**REQUIREMENT**
Set down exactly, with nothing added, the lines from the one containing "Askama template filters." through the end of the entries.

**TASK INPUT**
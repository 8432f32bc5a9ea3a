//! Custom Askama template filters.

#![allow(clippy::unnecessary_wraps)]

use std::fmt::Display;

/// Returns the current year.
///
/// Usage in templates: `{{ ""|current_year }}`
#[askama::filter_fn]
pub fn current_year(_value: impl Display, _env: &dyn askama::Values) -> askama::Result<i32> {
    use chrono::Datelike;
    Ok(chrono::Utc::now().year())
}

/// Returns the content hash of the static assets, computed at build time.
///
/// Usage in templates: `/static/css/main.css?v={{ ""|asset_version }}`
#[askama::filter_fn]
pub fn asset_version(
    _value: impl Display,
    _env: &dyn askama::Values,
) -> askama::Result<&'static str> {
    Ok(env!("ASSET_HASH"))
}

**OUTPUT FOR THIS TASK**
//! Custom Askama template filters.

#![allow(clippy::unnecessary_wraps)]

use std::fmt::Display;

/// Returns the current year.
///
/// Usage in templates: `{{ ""|current_year }}`
#[askama::filter_fn]
pub fn current_year(_value: impl Display, _env: &dyn askama::Values) -> askama::Result<i32> {
    use chrono::Datelike;
    Ok(chrono::Utc::now().year())
}

/// Returns the content hash of the static assets, computed at build time.
///
/// Usage in templates: `/static/css/main.css?v={{ ""|asset_version }}`
#[askama::filter_fn]
pub fn asset_version(
    _value: impl Display,
    _env: &dyn askama::Values,
) -> askama::Result<&'static str> {
    Ok(env!("ASSET_HASH"))
}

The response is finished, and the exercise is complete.